Exercise brief: Exact reproduction required: the lines below from the line with "and prepare-swap requests" to the line with "chain is reported.", both ends included, and no others.
-*-*-
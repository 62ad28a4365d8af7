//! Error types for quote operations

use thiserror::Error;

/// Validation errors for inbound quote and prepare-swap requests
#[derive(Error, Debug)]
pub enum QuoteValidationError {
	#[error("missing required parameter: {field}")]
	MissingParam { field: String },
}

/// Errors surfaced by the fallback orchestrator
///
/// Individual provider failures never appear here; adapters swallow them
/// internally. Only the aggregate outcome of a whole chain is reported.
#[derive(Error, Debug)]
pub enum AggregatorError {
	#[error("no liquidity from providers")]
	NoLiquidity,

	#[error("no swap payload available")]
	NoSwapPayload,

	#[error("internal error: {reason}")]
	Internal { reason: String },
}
-*-*-
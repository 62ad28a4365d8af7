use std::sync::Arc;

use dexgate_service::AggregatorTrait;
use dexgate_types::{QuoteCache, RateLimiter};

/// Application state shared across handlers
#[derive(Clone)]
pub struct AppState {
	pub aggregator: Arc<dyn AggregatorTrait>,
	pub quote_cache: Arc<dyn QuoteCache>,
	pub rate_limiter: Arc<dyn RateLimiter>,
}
-*-*-
Your response:
/// Validation errors for inbound quote and prepare-swap requests
#[derive(Error, Debug)]
pub enum QuoteValidationError {
	#[error("missing required parameter: {field}")]
	MissingParam { field: String },
}

/// Errors surfaced by the fallback orchestrator
///
/// Individual provider failures never appear here; adapters swallow them
/// internally. Only the aggregate outcome of a whole chain is reported.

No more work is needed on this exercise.